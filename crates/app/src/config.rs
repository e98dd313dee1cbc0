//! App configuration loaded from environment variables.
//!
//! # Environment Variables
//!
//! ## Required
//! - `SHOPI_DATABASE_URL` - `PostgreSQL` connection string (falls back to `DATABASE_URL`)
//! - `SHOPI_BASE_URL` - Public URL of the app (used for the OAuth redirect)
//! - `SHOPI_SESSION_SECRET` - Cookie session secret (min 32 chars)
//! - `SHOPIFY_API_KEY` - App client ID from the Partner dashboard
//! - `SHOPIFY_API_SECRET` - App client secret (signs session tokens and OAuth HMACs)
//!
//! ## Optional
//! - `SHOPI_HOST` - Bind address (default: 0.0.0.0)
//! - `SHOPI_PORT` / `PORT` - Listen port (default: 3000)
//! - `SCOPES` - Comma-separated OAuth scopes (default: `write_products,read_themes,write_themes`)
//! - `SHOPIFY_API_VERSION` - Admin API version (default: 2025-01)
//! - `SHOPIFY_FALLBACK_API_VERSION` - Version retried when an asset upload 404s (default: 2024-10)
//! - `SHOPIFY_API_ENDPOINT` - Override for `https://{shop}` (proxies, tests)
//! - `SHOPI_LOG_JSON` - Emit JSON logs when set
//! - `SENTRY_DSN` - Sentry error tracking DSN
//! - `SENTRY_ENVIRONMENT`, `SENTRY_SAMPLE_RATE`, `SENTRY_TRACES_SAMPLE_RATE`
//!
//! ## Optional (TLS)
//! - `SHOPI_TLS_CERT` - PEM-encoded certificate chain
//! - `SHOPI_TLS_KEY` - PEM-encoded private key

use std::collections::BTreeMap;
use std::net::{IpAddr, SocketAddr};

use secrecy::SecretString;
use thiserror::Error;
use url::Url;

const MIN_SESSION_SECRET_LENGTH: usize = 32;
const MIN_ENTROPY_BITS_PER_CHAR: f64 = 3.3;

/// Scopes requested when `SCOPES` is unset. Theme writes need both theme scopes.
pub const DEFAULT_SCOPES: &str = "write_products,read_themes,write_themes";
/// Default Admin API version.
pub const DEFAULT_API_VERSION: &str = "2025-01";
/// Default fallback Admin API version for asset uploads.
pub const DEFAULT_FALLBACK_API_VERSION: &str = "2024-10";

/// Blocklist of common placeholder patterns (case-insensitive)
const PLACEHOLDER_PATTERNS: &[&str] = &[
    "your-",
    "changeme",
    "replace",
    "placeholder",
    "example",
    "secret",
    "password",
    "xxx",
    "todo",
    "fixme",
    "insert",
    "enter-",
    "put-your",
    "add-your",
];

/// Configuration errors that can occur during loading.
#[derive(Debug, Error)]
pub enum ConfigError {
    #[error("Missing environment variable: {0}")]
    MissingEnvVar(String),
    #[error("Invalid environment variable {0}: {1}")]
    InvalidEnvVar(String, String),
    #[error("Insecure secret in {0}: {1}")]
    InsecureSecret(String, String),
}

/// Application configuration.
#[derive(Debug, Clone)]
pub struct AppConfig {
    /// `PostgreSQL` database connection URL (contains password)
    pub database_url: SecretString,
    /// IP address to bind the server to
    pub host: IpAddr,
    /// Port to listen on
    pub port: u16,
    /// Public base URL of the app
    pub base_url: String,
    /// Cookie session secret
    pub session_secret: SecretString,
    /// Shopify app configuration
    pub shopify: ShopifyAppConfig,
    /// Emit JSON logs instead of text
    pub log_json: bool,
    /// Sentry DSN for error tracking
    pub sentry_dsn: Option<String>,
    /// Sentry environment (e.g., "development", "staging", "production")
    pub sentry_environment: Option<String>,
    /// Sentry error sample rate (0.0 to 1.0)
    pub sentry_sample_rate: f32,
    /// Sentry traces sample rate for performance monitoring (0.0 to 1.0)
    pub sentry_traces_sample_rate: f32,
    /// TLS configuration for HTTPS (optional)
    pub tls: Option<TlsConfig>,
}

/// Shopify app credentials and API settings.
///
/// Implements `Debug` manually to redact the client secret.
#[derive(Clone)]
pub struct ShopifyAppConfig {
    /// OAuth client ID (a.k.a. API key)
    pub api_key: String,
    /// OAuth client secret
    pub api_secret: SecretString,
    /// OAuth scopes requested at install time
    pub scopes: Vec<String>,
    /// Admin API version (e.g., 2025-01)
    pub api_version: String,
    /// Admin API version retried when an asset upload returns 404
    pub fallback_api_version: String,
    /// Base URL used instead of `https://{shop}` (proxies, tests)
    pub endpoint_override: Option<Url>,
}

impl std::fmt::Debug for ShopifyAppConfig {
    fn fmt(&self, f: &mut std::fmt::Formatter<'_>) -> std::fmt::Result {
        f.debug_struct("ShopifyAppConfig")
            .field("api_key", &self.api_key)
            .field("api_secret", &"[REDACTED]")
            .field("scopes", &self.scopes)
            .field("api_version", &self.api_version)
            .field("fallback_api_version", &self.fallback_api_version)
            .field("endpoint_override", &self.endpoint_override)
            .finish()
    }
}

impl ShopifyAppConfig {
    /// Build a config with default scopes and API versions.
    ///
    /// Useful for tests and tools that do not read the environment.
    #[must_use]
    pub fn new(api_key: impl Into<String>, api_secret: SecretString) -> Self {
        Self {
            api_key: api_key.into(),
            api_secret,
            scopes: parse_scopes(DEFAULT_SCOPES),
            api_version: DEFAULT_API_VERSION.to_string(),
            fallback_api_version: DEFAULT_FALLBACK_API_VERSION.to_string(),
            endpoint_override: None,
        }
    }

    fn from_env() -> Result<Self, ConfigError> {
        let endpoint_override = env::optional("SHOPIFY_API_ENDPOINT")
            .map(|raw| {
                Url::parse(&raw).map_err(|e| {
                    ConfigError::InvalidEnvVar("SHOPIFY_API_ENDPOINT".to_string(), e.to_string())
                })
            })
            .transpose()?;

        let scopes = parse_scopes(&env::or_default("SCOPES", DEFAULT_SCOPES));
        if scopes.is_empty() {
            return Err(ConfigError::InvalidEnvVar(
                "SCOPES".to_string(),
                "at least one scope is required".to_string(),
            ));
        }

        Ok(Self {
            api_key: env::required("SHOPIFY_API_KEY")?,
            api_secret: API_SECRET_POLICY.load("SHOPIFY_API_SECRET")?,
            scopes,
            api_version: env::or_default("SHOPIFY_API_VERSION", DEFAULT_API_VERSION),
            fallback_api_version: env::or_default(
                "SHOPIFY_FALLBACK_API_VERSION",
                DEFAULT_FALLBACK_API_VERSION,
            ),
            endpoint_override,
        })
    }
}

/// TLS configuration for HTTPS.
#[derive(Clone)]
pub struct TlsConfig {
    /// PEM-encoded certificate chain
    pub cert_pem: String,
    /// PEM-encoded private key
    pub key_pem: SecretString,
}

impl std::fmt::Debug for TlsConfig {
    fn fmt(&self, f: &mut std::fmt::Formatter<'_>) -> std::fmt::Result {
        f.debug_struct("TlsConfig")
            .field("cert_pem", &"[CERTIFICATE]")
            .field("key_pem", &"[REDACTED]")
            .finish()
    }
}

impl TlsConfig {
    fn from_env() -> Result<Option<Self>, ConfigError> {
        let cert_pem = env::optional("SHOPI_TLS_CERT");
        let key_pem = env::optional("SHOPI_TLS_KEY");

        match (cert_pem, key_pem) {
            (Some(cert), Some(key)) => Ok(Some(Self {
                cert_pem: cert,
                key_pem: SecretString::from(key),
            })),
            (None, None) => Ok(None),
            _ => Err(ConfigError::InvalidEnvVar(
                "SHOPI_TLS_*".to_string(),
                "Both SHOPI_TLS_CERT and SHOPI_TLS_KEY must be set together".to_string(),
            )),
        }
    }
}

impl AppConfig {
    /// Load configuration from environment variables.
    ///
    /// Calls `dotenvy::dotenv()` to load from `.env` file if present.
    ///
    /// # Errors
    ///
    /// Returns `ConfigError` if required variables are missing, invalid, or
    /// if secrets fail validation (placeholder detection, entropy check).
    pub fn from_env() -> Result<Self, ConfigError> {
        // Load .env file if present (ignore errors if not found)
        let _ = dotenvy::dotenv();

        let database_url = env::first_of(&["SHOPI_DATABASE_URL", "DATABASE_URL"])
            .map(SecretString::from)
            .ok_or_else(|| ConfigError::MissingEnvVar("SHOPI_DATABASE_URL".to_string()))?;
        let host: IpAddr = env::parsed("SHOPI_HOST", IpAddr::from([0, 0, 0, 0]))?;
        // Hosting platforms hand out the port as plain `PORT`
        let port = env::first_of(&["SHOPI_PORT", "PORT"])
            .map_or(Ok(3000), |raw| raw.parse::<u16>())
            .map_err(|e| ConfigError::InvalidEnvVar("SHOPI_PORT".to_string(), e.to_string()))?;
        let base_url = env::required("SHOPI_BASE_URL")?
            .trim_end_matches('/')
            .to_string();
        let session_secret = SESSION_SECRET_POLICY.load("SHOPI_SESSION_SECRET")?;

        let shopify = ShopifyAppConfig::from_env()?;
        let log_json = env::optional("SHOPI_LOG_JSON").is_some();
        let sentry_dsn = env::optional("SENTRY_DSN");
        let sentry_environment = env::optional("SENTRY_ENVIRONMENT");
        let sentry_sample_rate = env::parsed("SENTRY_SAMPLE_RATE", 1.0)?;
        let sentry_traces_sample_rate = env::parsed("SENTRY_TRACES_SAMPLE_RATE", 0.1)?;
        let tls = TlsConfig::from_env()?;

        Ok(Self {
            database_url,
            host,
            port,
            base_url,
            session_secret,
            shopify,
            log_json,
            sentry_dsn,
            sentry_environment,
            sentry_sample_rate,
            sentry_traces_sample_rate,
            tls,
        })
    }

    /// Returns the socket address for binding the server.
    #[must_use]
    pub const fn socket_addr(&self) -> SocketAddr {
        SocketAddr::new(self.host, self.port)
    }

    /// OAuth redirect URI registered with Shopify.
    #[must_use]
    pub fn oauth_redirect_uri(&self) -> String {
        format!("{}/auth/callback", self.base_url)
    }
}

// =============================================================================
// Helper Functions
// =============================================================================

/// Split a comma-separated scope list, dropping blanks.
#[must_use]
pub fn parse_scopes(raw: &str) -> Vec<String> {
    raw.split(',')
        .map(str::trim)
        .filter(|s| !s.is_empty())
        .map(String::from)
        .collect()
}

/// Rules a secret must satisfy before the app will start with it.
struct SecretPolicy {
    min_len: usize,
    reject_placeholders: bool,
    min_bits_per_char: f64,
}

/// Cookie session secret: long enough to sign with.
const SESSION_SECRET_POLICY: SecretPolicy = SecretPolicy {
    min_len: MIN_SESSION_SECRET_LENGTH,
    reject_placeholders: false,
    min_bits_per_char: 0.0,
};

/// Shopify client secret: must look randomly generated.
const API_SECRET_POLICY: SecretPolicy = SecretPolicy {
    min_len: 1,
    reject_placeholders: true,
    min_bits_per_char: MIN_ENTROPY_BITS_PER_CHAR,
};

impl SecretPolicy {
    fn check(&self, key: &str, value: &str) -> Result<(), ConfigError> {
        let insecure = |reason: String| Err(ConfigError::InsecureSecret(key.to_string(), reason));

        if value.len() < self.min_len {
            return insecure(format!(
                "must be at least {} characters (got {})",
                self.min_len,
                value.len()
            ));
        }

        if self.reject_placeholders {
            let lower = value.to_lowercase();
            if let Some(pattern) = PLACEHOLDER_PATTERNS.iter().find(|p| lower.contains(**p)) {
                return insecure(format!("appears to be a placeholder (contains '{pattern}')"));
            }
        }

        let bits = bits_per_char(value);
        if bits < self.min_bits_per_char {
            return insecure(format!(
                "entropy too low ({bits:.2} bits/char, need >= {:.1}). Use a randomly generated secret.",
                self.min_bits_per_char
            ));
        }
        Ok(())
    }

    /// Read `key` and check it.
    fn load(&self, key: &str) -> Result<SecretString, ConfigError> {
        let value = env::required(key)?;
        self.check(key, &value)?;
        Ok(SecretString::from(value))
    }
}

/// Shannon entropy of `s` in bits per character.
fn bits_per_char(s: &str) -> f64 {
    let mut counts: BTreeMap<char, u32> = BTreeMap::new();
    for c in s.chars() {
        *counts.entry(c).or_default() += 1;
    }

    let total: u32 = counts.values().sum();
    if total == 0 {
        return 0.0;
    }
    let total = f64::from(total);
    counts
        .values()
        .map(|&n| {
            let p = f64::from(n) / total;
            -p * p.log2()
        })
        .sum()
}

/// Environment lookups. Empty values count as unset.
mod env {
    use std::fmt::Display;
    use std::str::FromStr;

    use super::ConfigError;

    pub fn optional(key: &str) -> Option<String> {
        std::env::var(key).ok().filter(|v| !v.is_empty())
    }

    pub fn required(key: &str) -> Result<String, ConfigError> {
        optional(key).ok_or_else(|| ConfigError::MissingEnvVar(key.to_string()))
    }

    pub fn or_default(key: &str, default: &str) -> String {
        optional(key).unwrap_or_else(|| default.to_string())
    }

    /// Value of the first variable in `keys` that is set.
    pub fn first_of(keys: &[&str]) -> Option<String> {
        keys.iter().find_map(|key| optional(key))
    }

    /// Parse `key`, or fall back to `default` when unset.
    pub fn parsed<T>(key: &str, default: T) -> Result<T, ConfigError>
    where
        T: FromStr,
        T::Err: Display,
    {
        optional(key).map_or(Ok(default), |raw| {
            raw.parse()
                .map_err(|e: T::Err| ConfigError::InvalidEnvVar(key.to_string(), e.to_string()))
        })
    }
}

▸ **Task details**: Out of the preceding entries, pull every line containing the string "PostgreSQL".

▸ **Solved exercise**:
//! - `SHOPI_DATABASE_URL` - `PostgreSQL` connection string (falls back to `DATABASE_URL`)
    /// `PostgreSQL` database connection URL (contains password)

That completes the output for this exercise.